En cas de doute et avant de débuter une antibiothérapie qui viendra fausser les examens ultérieurs, il importe d’obtenir un échantillon d’urine non souillé : sondage urétral et parfois ponction sus-pubienne en milieu hospitalier (2).
COMMENT TRAITER CET ENFANT ?
"La très grande majorité des enfants présentant une pyélonéphrite aiguë peuvent être traités en ambulatoire. Seuls les nourrissons de moins de trois mois, les enfants présentant un syndrome septique (fièvre élevée, AEG) ou ceux porteurs d’une uropathie sévère doivent être hospitalisés". Sous réserve d’un traitement obéissant aux recommandations et d’informations suffisamment bien comprises par les parents. Les bactéries en cause sont E coli dans 80 % des cas, proteus mirabilis dans 5 à 10 %.
Attention, « l'antibiorésistance croissante des bactéries impliquées dans les IU limite le choix des antibiotiques » : 50 % des E. coli sont résistantes à l’amoxicilline et 20 à 30 % au cotrimazole, les entérocoques sont naturellement résistants aux céphalosporines et aux aminosides. « Ni l’amoxicilline, ni l’amoxicilline-acide clavulanique ne sont des alternatives acceptables pour les E. coli, même s’ils apparaissent comme sensibles sur l’antibiogramme ».
= Le traitement initial, entrepris avant le résultat de l’antibiogramme, repose essentiellement sur la ceftriaxone par voie IM pendant 2 jours à la dose de 50 mg/kg, le temps d’obtenir le résultat complet de l’ECBU, l’antibiogramme notamment
= Le traitement de relais oral peut être, en fonction de l’antibiogramme, le cotrimoxazole ou le céfixime pendant une durée de 10 à 14 jours. En cas d’allergie ou de résistance à la ceftriaxone, la gentamicine en monothérapie et en une injection journalière est l’alternative parentérale recommandée (1,3).

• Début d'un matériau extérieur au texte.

// Copyright (c) AlphaVelocity.
// All rights reserved.
//
// This source code is licensed under the license found in the
// LICENSE file in the root directory of this source tree.

use anyhow::Result;
use tracing_subscriber::EnvFilter;

use finsys::api::ApiClient;
use finsys::commands::{self, Ctx};
use finsys::config::Config;
use finsys::{cli, db};

fn init_logging() {
    let filter = EnvFilter::try_from_env("FINSYS_LOG").unwrap_or_else(|_| EnvFilter::new("finsys=warn"));
    tracing_subscriber::fmt()
        .with_env_filter(filter)
        .with_writer(std::io::stderr)
        .with_target(false)
        .init();
}

fn main() -> Result<()> {
    init_logging();
    let matches = cli::build_cli().get_matches();

    let conn = db::open_or_init()?;
    let cfg = Config::load(&conn)?;
    let session = db::load_session(&conn)?;
    let api = ApiClient::new(&cfg.api_base_url)?.with_session(session.as_ref());
    let mut ctx = Ctx {
        conn: &conn,
        session,
        api,
    };

    let result = match matches.subcommand() {
        Some(("config", sub)) => commands::config::handle(&ctx, sub),
        Some(("auth", sub)) => commands::auth::handle(&mut ctx, sub),
        Some(("dashboard", sub)) => commands::dashboard::handle(&ctx, sub),
        Some(("tx", sub)) => commands::transactions::handle(&ctx, sub),
        Some(("financier", sub)) => commands::financier::handle(&ctx, sub),
        Some(("admin", sub)) => commands::admin::handle(&ctx, sub),
        Some(("export", sub)) => commands::exporter::handle(&ctx, sub),
        _ => {
            cli::build_cli().print_help()?;
            println!();
            Ok(())
        }
    };

    if let Err(err) = &result {
        if commands::clear_session_on_auth_failure(&conn, err)? {
            eprintln!("Session cleared; log in again with `finsys auth login`.");
        }
    }
    result
}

= L’émergence de souches d’E.Coli résistante aux céphalosporines de troisième génération (souches sécrétrice de bêta-lactamases à spectre étendu) vient compliquer de façon considérable la situation. Cette éventualité encore rare (moins de 5% des souches) impose de bien vérifier pour chaque épisode la sensibilité aux antibiotiques de la souche responsable et de recourir plus souvent à des hospitalisations pour instaurer un traitement par voie IV (pénèmes ou aminosides).
= Il faut revoir l'enfant 2 à 3 jours après le début du traitement, il n’y a pas lieu de contrôler l’ECBU en cas d’évolution clinique favorable, ni pendant le traitement ni au décours.